In addition, documents on the relations between Lukoil and the State Oil Company of the Republic of the Congo as well as between Pipe Metallurgical Company (TMK) and the National Petroleum Company of the Congo were signed.

The Pipe Metallurgical Company (TMK) is Russia’s leading pipe manufacturer. The project is to build a major oil pipeline, running more than 1,300 km from the port city of Pointe-Noire in the Republic of the Congo to the border with Cameroon.

Russian Deputy Defense Minister, Alexander Fomin, told journalists that the Republic of Congo has had a lot of Russian-made military and special hardware since the Soviet times, and some of it might yet serve Congo’s defense capability for a long time. Russian specialists will train Congolese specialists and help them repair this hardware.

“This includes armored and lightly-armored hardware, rocket and conventional artillery, helicopters and so on. This hardware certainly requires professional operation, service, maintenance, repairs, and modernization,” Fomin said.

In an interview with Itar-TASS News Agency, Sassou-Nguesso underscored that “Russia is an important country, a strategic partner that may play its role in the period when Africa is looking for cooperation in building a new world in the region, building infrastructure, new economic and security systems. The African people want to develop their economy and to establish themselves on the global arena. Russia may hold a strategic position on this issue.”

Earlier on May 22, the Chairman of the State Duma, Viacheslav Volodin, held a bilateral meeting with the President of the Republic of the Congo, Denis Sassou Nguesso. Volodin told him that “working within the framework of the parliamentary dimension with African countries is a priority for us. It is a pleasure that you have the opportunity to address the members of the State Duma. We would like to know your proposals, which are very important for us, taking into account the necessity to develop more actively cooperation within the framework of inter-parliamentary contacts.”

The Chairman of the State Duma invited the delegation of the Congo parliament to take part in the International Forum on Development of Parliamentarism, which will be held in Moscow on July 1-3.

In his address to the State Duma, Sassou-Nguesso reminded them that he had repeatedly been in various statuses in the Soviet Union and then in Russia. “It is a great honour to be in Russia and meet old friends, as these are the prerequisites for the development of bilateral cooperation. Meeting with representatives of the Russian people is symbolic,” said the President of the Republic of the Congo.

The Congolese leader proposed to strengthen the mutual strategic partnership between Russia and the Congo, and assist the Congo in the process of diversifying the economy in the interests and for the benefit of both countries.

“Today, Russia remains the most important player, a very active player, which undoubtedly participates in global governance in our common family of nations. Russia should continue to strengthen strategic partnership on mutually beneficial terms and assist the Congo in the process of diversifying our economy in the interests and for the benefits of the two countries,” he told the State Duma.

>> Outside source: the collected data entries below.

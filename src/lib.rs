#![cfg_attr(coverage_nightly, feature(coverage_attribute))]

#[macro_use]
pub mod error;

pub mod expr;
pub mod host;
pub mod loader;
pub mod modules;
pub mod node;
pub mod schema;
pub mod scope;
pub mod serializer;

// the interpreter core (Component F) depends on all of the above
pub mod interp;
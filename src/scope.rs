#[allow(unused_imports)]
use log::info;

use indexmap::IndexMap;
use std::cell::RefCell;
use std::rc::Rc;

use crate::error::{Kind, Result};
use crate::kinded_err;
use crate::node::{Node, Spanned};

/// A binding in a `Frame`: either an ordinary value, or a function object
/// carrying its formal argument names, its body, and the frames it closes
/// over by reference (spec.md §4.D/§4.F.5 — "late binding... captures the
/// live environment, not a snapshot").
#[derive(Debug, Clone)]
pub enum Binding {
    Value(Spanned<Node>),
    Function(Rc<Function>),
}

#[derive(Debug)]
pub struct Function {
    pub formal_args: Vec<String>,
    pub body: Spanned<Node>,
    pub captured: Vec<Rc<RefCell<Frame>>>,
}

/// A single lexical frame: the bindings introduced by one `.context`,
/// `.foreach` iteration, `.function` call, or the base frame.
pub type Frame = IndexMap<String, Binding>;

/// The interpreter's lexical scope stack (spec.md §4.D). Frames are
/// reference-counted so that a `.function`'s `captured` list and the live
/// stack can share the same frame: a `.define` in an enclosing frame after
/// the function was created is still visible when the function is called.
#[derive(Clone)]
pub struct ScopeStack {
    frames: Vec<Rc<RefCell<Frame>>>,
}

impl ScopeStack {
    pub fn new(base: Frame) -> Self {
        ScopeStack {
            frames: vec![Rc::new(RefCell::new(base))],
        }
    }

    pub fn push(&mut self, frame: Frame) {
        self.frames.push(Rc::new(RefCell::new(frame)));
    }

    pub fn push_shared(&mut self, frame: Rc<RefCell<Frame>>) {
        self.frames.push(frame);
    }

    /// Pops the top frame. Invariant (spec.md §3): the stack must never be
    /// emptied; callers only invoke this paired with a matching `push` from
    /// the same scope, unconditionally, ahead of any `?` that could
    /// propagate an error out of that scope (spec.md §5's "guaranteed
    /// release on all exit paths" — see e.g. `interp::Interpreter::process_mapping`).
    pub fn pop(&mut self) -> Option<Rc<RefCell<Frame>>> {
        if self.frames.len() > 1 {
            self.frames.pop()
        } else {
            None
        }
    }

    /// Innermost-wins lookup across all live frames.
    pub fn lookup(&self, name: &str) -> Option<Binding> {
        for frame in self.frames.iter().rev() {
            if let Some(binding) = frame.borrow().get(name) {
                return Some(binding.clone());
            }
        }
        None
    }

    /// Assigns into the current top frame (`.define`).
    pub fn define(&mut self, name: impl Into<String>, value: Spanned<Node>) {
        self.frames
            .last()
            .expect("scope stack is never empty")
            .borrow_mut()
            .insert(name.into(), Binding::Value(value));
    }

    pub fn define_function(&mut self, name: impl Into<String>, function: Function) {
        self.frames
            .last()
            .expect("scope stack is never empty")
            .borrow_mut()
            .insert(name.into(), Binding::Function(Rc::new(function)));
    }

    /// Merges `bindings` into the *current* top frame, used by `.module` to
    /// expose external names without pushing a new frame (spec.md §4.F.7).
    pub fn update_top(&mut self, bindings: impl IntoIterator<Item = (String, Binding)>) {
        let top = self.frames.last().expect("scope stack is never empty");
        top.borrow_mut().extend(bindings);
    }

    /// A snapshot of the live frame stack, captured by reference, for
    /// storing inside a `Function`.
    pub fn snapshot(&self) -> Vec<Rc<RefCell<Frame>>> {
        self.frames.clone()
    }

    pub fn lookup_required(&self, name: &str) -> Result<Binding> {
        self.lookup(name)
            .ok_or_else(|| kinded_err!(Kind::UndefinedName, "name '{name}' is not defined").into())
    }

    pub fn depth(&self) -> usize {
        self.frames.len()
    }
}

#[cfg(test)]
mod tests {
    use super::*;
    use test_log::test;

    #[test]
    fn innermost_frame_wins_on_lookup() {
        let mut stack = ScopeStack::new(Frame::new());
        stack.define("x", Node::Int(1).unspanned());
        stack.push(Frame::new());
        stack.define("x", Node::Int(2).unspanned());
        assert_eq!(
            stack.lookup("x"),
            Some(Binding::Value(Node::Int(2).unspanned()))
        );
        stack.pop();
        assert_eq!(
            stack.lookup("x"),
            Some(Binding::Value(Node::Int(1).unspanned()))
        );
    }

    #[test]
    fn frame_pops_even_if_caller_returns_early() {
        // mirrors the manual push/pop-before-`?` pattern every construct
        // handler in `interp.rs` actually uses.
        fn fails(stack: &mut ScopeStack) -> Result<()> {
            stack.push(Frame::new());
            stack.define("y", Node::Int(1).unspanned());
            let result = Err(kinded_err!(Kind::TypeError, "boom").into());
            stack.pop();
            result
        }
        let mut stack = ScopeStack::new(Frame::new());
        let depth_before = stack.depth();
        let _ = fails(&mut stack);
        assert_eq!(stack.depth(), depth_before);
        assert!(stack.lookup("y").is_none());
    }

    #[test]
    fn define_after_function_capture_is_visible_at_call_time() {
        let mut stack = ScopeStack::new(Frame::new());
        stack.define("late", Node::Int(1).unspanned());
        let captured = stack.snapshot();
        stack.define("late", Node::Int(2).unspanned());
        // look up `late` via the captured frames, not a stale clone of values
        let found = captured
            .iter()
            .rev()
            .find_map(|f| f.borrow().get("late").cloned());
        assert_eq!(found, Some(Binding::Value(Node::Int(2).unspanned())));
    }
}

impl PartialEq for Binding {
    fn eq(&self, other: &Self) -> bool {
        match (self, other) {
            (Binding::Value(a), Binding::Value(b)) => a == b,
            _ => false,
        }
    }
}
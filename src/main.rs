use std::env;
use std::path::{Path, PathBuf};
use std::process::ExitCode;

use protein::interp::Interpreter;
use protein::loader;
use protein::schema::default_schema;
use protein::serializer;

fn usage() -> ! {
    eprintln!("Usage: protein <run|check> <input.yaml> [--format yaml|json|toml|python] [--out <file>] [--validate]");
    std::process::exit(2);
}

struct Args {
    command: String,
    input: PathBuf,
    format: String,
    out: Option<PathBuf>,
    validate: bool,
}

fn parse_args() -> Args {
    let mut it = env::args().skip(1);
    let command = it.next().unwrap_or_else(|| usage());
    let input = it.next().map(PathBuf::from).unwrap_or_else(|| usage());
    let mut format = "yaml".to_string();
    let mut out = None;
    let mut validate = command == "check";
    while let Some(arg) = it.next() {
        match arg.as_str() {
            "--format" => format = it.next().unwrap_or_else(|| usage()),
            "--out" => out = Some(PathBuf::from(it.next().unwrap_or_else(|| usage()))),
            "--validate" => validate = true,
            _ => usage(),
        }
    }
    Args {
        command,
        input,
        format,
        out,
        validate,
    }
}

fn run() -> Result<(), protein::error::ErrorSet> {
    env_logger::init();
    let args = parse_args();

    let source = std::fs::read_to_string(&args.input)
        .map_err(|e| protein::kinded_err!(protein::error::Kind::LoadError, "{e}"))?;
    let doc = loader::load(&source)?;

    if args.validate {
        default_schema().validate_first(&doc)?;
    }

    if args.command == "check" {
        println!("ok");
        return Ok(());
    }

    let source_dir = args
        .input
        .parent()
        .map(Path::to_path_buf)
        .unwrap_or_else(|| PathBuf::from("."));
    let mut interpreter = Interpreter::new(source_dir);
    let result = interpreter.process_node(&doc)?;
    let tree = result.map(|s| s.value).unwrap_or(protein::node::Node::Null);
    let text = serializer::serialize(&tree, &args.format)?;

    match args.out {
        Some(path) => std::fs::write(&path, text)
            .map_err(|e| protein::kinded_err!(protein::error::Kind::LoadError, "{e}"))?,
        None => println!("{text}"),
    }
    Ok(())
}

fn main() -> ExitCode {
    match run() {
        Ok(()) => ExitCode::SUCCESS,
        Err(errors) => {
            let content = std::fs::read(env::args().nth(2).unwrap_or_default()).unwrap_or_default();
            for report in errors.report(&content) {
                eprintln!("{report}");
            }
            ExitCode::FAILURE
        }
    }
}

Experts are, of course, concerned about the significance of the visit. In an emailed comment, Kelvin Dewey Stubborn, South African based Senior Analyst on BRICS and African policy, argued that many African countries, including the Congo, view such official visits as steps to sustain political contacts and as a key instrument for building economic cooperation especially those necessary for attaining the Sustainable Development Goals (SDGs).

He, however, suggested that “existing cooperation agreements between Russia and many African countries have to be implemented with renewed vigour and consistency” alongside other previous pledges that have been made, at least, during the past decade. The fact the Congo was there in 2012, definitely there were some agreements signed that time, so also many leaders from other African countries during the presidency of Vladimir Putin.

“Given that Russia and Africa have confidence in building new relations on Soviet past, then there might be the possibility to create a wider platform, both formal and informal, for collaboration and cooperation,” told me by email from South Africa.

Last year’s growth in trade was primarily due to boosting Russia’s exports of foodstuffs and agricultural goods to Congo. Thus, bilateral trade reached US$38.4 million in 2018, according to the Russian Federal Customs Service.

Nearly 80% of the population still live in abject poverty despite the fact that the country boasts of huge resources. Congo has become the fourth largest oil producer in the Gulf of Guinea, providing the country with a degree of prosperity despite political and economic instability in some areas and unequal distribution of oil revenue nationwide. The country also has large untapped mineral wealth, large untapped metal, gold, iron and phosphate deposits. In 2018, the Republic of the Congo joined the Organization of Petroleum Exporting Countries.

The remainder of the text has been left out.